___ Available data

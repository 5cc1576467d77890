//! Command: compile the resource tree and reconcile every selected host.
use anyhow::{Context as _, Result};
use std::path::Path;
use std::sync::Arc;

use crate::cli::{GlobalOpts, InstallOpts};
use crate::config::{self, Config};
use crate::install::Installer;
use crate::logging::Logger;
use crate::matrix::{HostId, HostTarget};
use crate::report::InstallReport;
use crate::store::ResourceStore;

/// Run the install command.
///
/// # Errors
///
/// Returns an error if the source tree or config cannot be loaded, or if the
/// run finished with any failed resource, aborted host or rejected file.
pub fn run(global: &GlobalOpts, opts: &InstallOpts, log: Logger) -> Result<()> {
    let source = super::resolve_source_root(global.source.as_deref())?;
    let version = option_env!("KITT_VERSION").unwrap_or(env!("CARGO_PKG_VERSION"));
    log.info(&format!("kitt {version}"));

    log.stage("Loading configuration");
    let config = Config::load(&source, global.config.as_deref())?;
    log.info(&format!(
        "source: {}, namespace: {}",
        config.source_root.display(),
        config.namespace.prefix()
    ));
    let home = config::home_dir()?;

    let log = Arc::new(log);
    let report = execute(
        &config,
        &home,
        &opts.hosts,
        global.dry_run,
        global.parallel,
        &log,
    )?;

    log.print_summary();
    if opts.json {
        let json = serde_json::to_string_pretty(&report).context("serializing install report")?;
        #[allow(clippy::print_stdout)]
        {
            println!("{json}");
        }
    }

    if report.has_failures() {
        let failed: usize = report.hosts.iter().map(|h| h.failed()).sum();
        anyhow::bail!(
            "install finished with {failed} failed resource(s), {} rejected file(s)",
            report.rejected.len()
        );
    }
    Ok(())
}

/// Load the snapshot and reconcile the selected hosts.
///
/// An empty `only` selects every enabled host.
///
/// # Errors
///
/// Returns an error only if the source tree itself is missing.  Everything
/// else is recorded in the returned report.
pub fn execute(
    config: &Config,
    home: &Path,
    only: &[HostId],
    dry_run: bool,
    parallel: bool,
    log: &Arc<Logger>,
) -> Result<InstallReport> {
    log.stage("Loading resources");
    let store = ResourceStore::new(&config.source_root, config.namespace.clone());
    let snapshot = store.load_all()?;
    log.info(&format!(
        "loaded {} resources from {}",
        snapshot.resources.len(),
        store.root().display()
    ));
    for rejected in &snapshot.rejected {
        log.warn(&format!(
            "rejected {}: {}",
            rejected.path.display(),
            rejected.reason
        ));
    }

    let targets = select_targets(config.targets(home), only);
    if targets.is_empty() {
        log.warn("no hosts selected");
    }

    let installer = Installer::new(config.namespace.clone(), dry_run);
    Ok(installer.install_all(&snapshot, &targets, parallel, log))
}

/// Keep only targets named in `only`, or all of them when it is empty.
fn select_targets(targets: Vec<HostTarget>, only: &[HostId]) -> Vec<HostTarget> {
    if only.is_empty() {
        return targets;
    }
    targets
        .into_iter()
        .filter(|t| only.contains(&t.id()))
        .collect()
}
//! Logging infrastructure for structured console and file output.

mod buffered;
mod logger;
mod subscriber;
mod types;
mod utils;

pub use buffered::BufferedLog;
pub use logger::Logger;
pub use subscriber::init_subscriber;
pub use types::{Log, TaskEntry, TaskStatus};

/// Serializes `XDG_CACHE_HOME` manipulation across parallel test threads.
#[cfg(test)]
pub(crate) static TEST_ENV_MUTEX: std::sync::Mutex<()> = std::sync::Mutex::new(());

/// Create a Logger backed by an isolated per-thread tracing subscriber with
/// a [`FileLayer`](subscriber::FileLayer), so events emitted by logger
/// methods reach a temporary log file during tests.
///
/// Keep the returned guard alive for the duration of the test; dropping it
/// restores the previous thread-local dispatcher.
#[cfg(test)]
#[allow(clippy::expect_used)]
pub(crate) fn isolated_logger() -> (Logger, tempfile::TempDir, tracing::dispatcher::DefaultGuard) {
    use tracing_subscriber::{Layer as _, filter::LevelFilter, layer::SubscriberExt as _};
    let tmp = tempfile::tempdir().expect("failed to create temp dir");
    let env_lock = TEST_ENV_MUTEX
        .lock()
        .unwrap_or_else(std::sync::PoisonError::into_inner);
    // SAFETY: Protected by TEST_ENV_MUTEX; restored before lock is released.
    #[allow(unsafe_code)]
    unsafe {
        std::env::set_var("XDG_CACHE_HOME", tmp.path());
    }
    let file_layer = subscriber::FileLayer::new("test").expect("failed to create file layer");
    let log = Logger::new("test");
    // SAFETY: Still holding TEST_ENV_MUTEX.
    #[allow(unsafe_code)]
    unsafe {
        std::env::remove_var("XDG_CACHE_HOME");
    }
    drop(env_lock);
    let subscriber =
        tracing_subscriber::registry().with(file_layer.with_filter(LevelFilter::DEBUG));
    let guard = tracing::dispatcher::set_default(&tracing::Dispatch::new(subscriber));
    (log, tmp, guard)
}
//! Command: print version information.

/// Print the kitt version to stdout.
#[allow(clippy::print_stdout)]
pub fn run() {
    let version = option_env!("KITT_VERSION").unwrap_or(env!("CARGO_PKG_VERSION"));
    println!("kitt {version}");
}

______

### [Problem to solve]
Could you write out, exactly as they stand, only the lines above that begin at the line with "previous thread-local dispatcher." and stop after the line with "print version information."?

### [Answer to the exercise]
/// restores the previous thread-local dispatcher.
#[cfg(test)]
#[allow(clippy::expect_used)]
pub(crate) fn isolated_logger() -> (Logger, tempfile::TempDir, tracing::dispatcher::DefaultGuard) {
    use tracing_subscriber::{Layer as _, filter::LevelFilter, layer::SubscriberExt as _};
    let tmp = tempfile::tempdir().expect("failed to create temp dir");
    let env_lock = TEST_ENV_MUTEX
        .lock()
        .unwrap_or_else(std::sync::PoisonError::into_inner);
    // SAFETY: Protected by TEST_ENV_MUTEX; restored before lock is released.
    #[allow(unsafe_code)]
    unsafe {
        std::env::set_var("XDG_CACHE_HOME", tmp.path());
    }
    let file_layer = subscriber::FileLayer::new("test").expect("failed to create file layer");
    let log = Logger::new("test");
    // SAFETY: Still holding TEST_ENV_MUTEX.
    #[allow(unsafe_code)]
    unsafe {
        std::env::remove_var("XDG_CACHE_HOME");
    }
    drop(env_lock);
    let subscriber =
        tracing_subscriber::registry().with(file_layer.with_filter(LevelFilter::DEBUG));
    let guard = tracing::dispatcher::set_default(&tracing::Dispatch::new(subscriber));
    (log, tmp, guard)
}
//! Command: print version information.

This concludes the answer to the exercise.